Malarial mosquitoes soon evolved resistance to DDT. In Sri Lanka, a 1966 outbreak was traced to a contractor’s camp, where infected workers had already departed for 58 other villages. Trouble was brewing; and then in 1968-69, malaria infections skyrocketed to over 500,000. The local vector, Anopheles culicifacies was no longer susceptible to DDT, and malaria cases quickly rebounded to over 400,000 in 1975. In 1974, a three-year malaria epidemic rippled across India, striking 25 million.
Drug-resistant strains also first emerged in Asia. Between 1961 and 1962, parasites resistant to the antimalarial pyrimethamine emerged in Cambodia (as well as the Netherlands and Brazil). Plasmodium falciparum resistant to chloroquine, distributed in WHO-sanctioned medicated table salts, emerged in Thailand (as well as Colombia, Brazil, and Venezuela).

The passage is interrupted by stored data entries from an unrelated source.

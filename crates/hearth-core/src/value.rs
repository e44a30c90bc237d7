//! Value variants for cells and rule scripts.

use serde::{Deserialize, Serialize};

/// A cell value as it lives on the bus: boolean, number or string.
///
/// Serialized untagged, so virtual-device definitions can write
/// `"value": true` or `"value": 20` directly.
#[derive(Debug, Clone, PartialEq, Serialize, Deserialize)]
#[serde(untagged)]
pub enum CellValue {
    Bool(bool),
    Number(f64),
    Text(String),
}

impl CellValue {
    /// Infer a value from a raw bus payload: booleans, then numbers,
    /// then plain text.
    pub fn infer(raw: &str) -> Self {
        match raw {
            "true" => return CellValue::Bool(true),
            "false" => return CellValue::Bool(false),
            _ => {}
        }
        if let Ok(n) = raw.parse::<f64>() {
            return CellValue::Number(n);
        }
        CellValue::Text(raw.to_string())
    }

    /// Truthiness the way rule conditions see it: `false`, `0` and the
    /// empty string are false, everything else is true.
    pub fn is_truthy(&self) -> bool {
        match self {
            CellValue::Bool(b) => *b,
            CellValue::Number(n) => *n != 0.0,
            CellValue::Text(s) => !s.is_empty(),
        }
    }

    pub fn as_bool(&self) -> Option<bool> {
        match self {
            CellValue::Bool(b) => Some(*b),
            _ => None,
        }
    }

    /// Numeric view of the value. Booleans coerce to 0/1 and numeric
    /// strings parse, matching how scripts compare cell values.
    pub fn as_f64(&self) -> Option<f64> {
        match self {
            CellValue::Number(n) => Some(*n),
            CellValue::Bool(b) => Some(if *b { 1.0 } else { 0.0 }),
            CellValue::Text(s) => s.parse().ok(),
        }
    }

    pub fn as_str(&self) -> Option<&str> {
        match self {
            CellValue::Text(s) => Some(s),
            _ => None,
        }
    }
}

impl Default for CellValue {
    fn default() -> Self {
        CellValue::Text(String::new())
    }
}

impl std::fmt::Display for CellValue {
    fn fmt(&self, f: &mut std::fmt::Formatter<'_>) -> std::fmt::Result {
        match self {
            CellValue::Bool(b) => write!(f, "{}", b),
            CellValue::Number(n) => write!(f, "{}", n),
            CellValue::Text(s) => write!(f, "{}", s),
        }
    }
}

impl From<bool> for CellValue {
    fn from(b: bool) -> Self {
        CellValue::Bool(b)
    }
}

impl From<f64> for CellValue {
    fn from(n: f64) -> Self {
        CellValue::Number(n)
    }
}

impl From<i64> for CellValue {
    fn from(n: i64) -> Self {
        CellValue::Number(n as f64)
    }
}

impl From<&str> for CellValue {
    fn from(s: &str) -> Self {
        CellValue::Text(s.to_string())
    }
}

impl From<String> for CellValue {
    fn from(s: String) -> Self {
        CellValue::Text(s)
    }
}

/// A value as marshalled to and from rule-script callables.
///
/// Identical to [`CellValue`] plus `Undefined`, the return value of bodies
/// and of conditions that do not produce a result.
#[derive(Debug, Clone, PartialEq)]
pub enum ScriptValue {
    Undefined,
    Bool(bool),
    Number(f64),
    Text(String),
}

impl ScriptValue {
    pub fn is_truthy(&self) -> bool {
        match self {
            ScriptValue::Undefined => false,
            ScriptValue::Bool(b) => *b,
            ScriptValue::Number(n) => *n != 0.0,
            ScriptValue::Text(s) => !s.is_empty(),
        }
    }
}

impl From<CellValue> for ScriptValue {
    fn from(v: CellValue) -> Self {
        match v {
            CellValue::Bool(b) => ScriptValue::Bool(b),
            CellValue::Number(n) => ScriptValue::Number(n),
            CellValue::Text(s) => ScriptValue::Text(s),
        }
    }
}

impl From<bool> for ScriptValue {
    fn from(b: bool) -> Self {
        ScriptValue::Bool(b)
    }
}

During the US-Vietnam war, chloroquine-resistant malaria struck thousands of U.S. soldiers. More hospital beds were filled with malaria patients than with those wounded by the enemy. Chloroquine-resistant falciparum malaria hung over the Ho Chi Minh trail, posing a lethal threat to the Vietcong. After a month-long journey down the trail, only 120 of 1,2000 Vietcong soldiers were fit to fight. “They had a saying: ‘We fear no American imperialists, only malaria,’” remembers Vietnamese battlefield doctor Zhou Yiqing. The malarial toll on the Ho Chi Minh trail motivated Chairman Mao in China to launch a malaria drug program that ultimately led to the development of artemisinin-based treatments, which today are the WHO’s drugs of choice.
Drug-resistant strains of malaria have now spread across the globe. The border region between Cambodia and Thailand, with its influx of mobile populations (in particular, gem miners) and streams of counterfeit and substandard drugs, continues to be an epicentre for the emergence of drug-resistant strains of malaria, most recently rendering falciparum malaria resistant to artemisinin-based treatments. In 2003, artemisinin treatments failed in 20 percent of malaria cases in Trat, a southeastern province of Thailand. In January 2007, WHO advisers recommended that the agency begin to plan for the eventual emergence of artemisinin-resistant malaria—what they call multi-drug resistant malaria (MDR), which will pose a potent threat to malaria control activities worldwide.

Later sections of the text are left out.